Data, what data?
The definition most often used to define research data is the OECD’s (2007):
“Factual records (numerical scores, textual records, images and sounds) used as primary sources for scientific research and that are commonly accepted, in the scientific community, as necessary to validate research findings. A research dataset constitutes a systematic, partial representation of the subject being investigated.”
Research data can take different forms (numerical data, text, sound, image, survey questionnaire, software…) and can come from different sources, which entail different methods of storage. Here, data are divided into 4 types:
- Observation data such as temperature or rainfall readings, remote sensing data, photos of an event or else survey data. They are unique and impossible to reproduce, hence the need to store them indefinitely.
- Experimental data, such as those generated by laboratory equipment or machine performance measurements. These data are supposed to be reproducible, but it is difficult to replicate the same experimental conditions or replicating the process can be so expensive as to be prohibitive. It is therefore recommended that data collected in such situations should be carefully archived.
- Numerical simulation data produced by software, for example in climate or economic modelling. These data are reproducible and, while it is not necessary to store all of them, it is essential to describe the model and the associated software, and to store all the information that can be used to rerun the model.
- Derived or compiled data such as those obtained by searching texts or a database. These are raw data that have undergone successive processing and analysis. It is highly recommended that they should be stored carefully.
- Software: the stakes related to Open Data, dissemination platforms or legal background make it similar to data in this context.
So a dataset can be defined as the aggregation, in readable form, of raw or derived data that possess a certain “unity” (Gaillard R., 2014). Finally, all stages from the creation to the use of data, including processing, analysis, storage and dissemination, constitute the life cycle of the data.
The Scholarly Communication Unit helps researchers to manage the data produced during a research project intelligently and to share and disseminate them as effectively as possible.

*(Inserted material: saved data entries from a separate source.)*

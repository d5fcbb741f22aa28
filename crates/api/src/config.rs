use std::time::Duration;

use crate::auth::jwt::JwtConfig;

/// Output format of the `fmt` tracing layer.
#[derive(Debug, Clone, Copy, PartialEq, Eq)]
pub enum LogFormat {
    Pretty,
    Json,
}

impl LogFormat {
    fn parse(value: &str) -> Self {
        if value.eq_ignore_ascii_case("json") {
            Self::Json
        } else {
            Self::Pretty
        }
    }
}

/// Server configuration loaded from environment variables.
///
/// All fields except the JWT secret have defaults suitable for local
/// development. In production, override via environment variables.
#[derive(Debug, Clone)]
pub struct ServerConfig {
    /// Bind address (default: `0.0.0.0`).
    pub host: String,
    /// Bind port (default: `3000`).
    pub port: u16,
    /// Allowed CORS origins, parsed from comma-separated `CORS_ORIGINS` env var.
    pub cors_origins: Vec<String>,
    /// HTTP request timeout in seconds (default: `30`).
    pub request_timeout_secs: u64,
    pub log_format: LogFormat,
    /// JWT validation settings.
    pub jwt: JwtConfig,
    /// Listing cache entry lifetime in seconds (default: `300`).
    pub cache_ttl_secs: u64,
    /// Listing cache capacity (default: `10000`).
    pub cache_max_entries: u64,
}

impl ServerConfig {
    /// Load configuration from environment variables with defaults.
    ///
    /// | Env Var                     | Default                 |
    /// |-----------------------------|-------------------------|
    /// | `HOST`                      | `0.0.0.0`               |
    /// | `PORT`                      | `3000`                  |
    /// | `CORS_ORIGINS`              | `http://localhost:5173` |
    /// | `REQUEST_TIMEOUT_SECS`      | `30`                    |
    /// | `LOG_FORMAT`                | `pretty`                |
    /// | `LISTING_CACHE_TTL_SECS`    | `300`                   |
    /// | `LISTING_CACHE_MAX_ENTRIES` | `10000`                 |
    pub fn from_env() -> Self {
        let host = std::env::var("HOST").unwrap_or_else(|_| "0.0.0.0".into());

        let port: u16 = std::env::var("PORT")
            .unwrap_or_else(|_| "3000".into())
            .parse()
            .expect("PORT must be a valid u16");

        let cors_origins: Vec<String> = std::env::var("CORS_ORIGINS")
            .unwrap_or_else(|_| "http://localhost:5173".into())
            .split(',')
            .map(|s| s.trim().to_string())
            .filter(|s| !s.is_empty())
            .collect();

        let request_timeout_secs: u64 = std::env::var("REQUEST_TIMEOUT_SECS")
            .unwrap_or_else(|_| "30".into())
            .parse()
            .expect("REQUEST_TIMEOUT_SECS must be a valid u64");

        let log_format = LogFormat::parse(
            &std::env::var("LOG_FORMAT").unwrap_or_else(|_| "pretty".into()),
        );

        let cache_ttl_secs: u64 = std::env::var("LISTING_CACHE_TTL_SECS")
            .unwrap_or_else(|_| "300".into())
            .parse()
            .expect("LISTING_CACHE_TTL_SECS must be a valid u64");

        let cache_max_entries: u64 = std::env::var("LISTING_CACHE_MAX_ENTRIES")
            .unwrap_or_else(|_| "10000".into())
            .parse()
            .expect("LISTING_CACHE_MAX_ENTRIES must be a valid u64");

        let jwt = JwtConfig::from_env();

        Self {
            host,
            port,
            cors_origins,
            request_timeout_secs,
            log_format,
            jwt,
            cache_ttl_secs,
            cache_max_entries,
        }
    }

    pub fn cache_ttl(&self) -> Duration {
        Duration::from_secs(self.cache_ttl_secs)
    }
}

Why manage and share your data?
There are many good reasons for publishing one’s data:
- REPLICABILITY – results can be reproduced and validated, enhancing the quality of science;
- RESPONSIBLE USE OF PUBLIC FUNDS – avoid repeating what has already been demonstrated;
- PRESERVATION – in order to easily retrieve its data (sometimes even one’s own data); we have all heard stories of data on a USB drive being lost because coffee was spilt on it or it was left behind in a move. This problem of negligence with data is old news in academic circles, but not all researchers are yet aware of it or know what to do about it. A 2013 study showed that the availability of data in scientific articles plummets over time, falling to just 20% for articles published 20 years ago. (NB: the dataset for this study is available via the Dryad repository.)
- INNOVATION – to foster the creation of new knowledge;
- COLLABORATION – to trigger collaborations;
- REPUTATION – to raise one’s profile, to support a funding application, CV content. A study has shown that the number of times an article gets cited increases if the associated data are available. Moreover, the CNRS Ethics Committee issued the following recommendation in 2015: “The work of making usable data available from raw data should be recognized in assessment and promotion decisions regarding the staff involved in these tasks.”
See also “Research Data - 2. Legal Background”
See also "Research Data - 3. Technical questions"
The Scholarly Communication unit is constantly looking to learn more about this subject, but your community must also have information and standard practices. Feel free to contact us so we can find out how best to support you.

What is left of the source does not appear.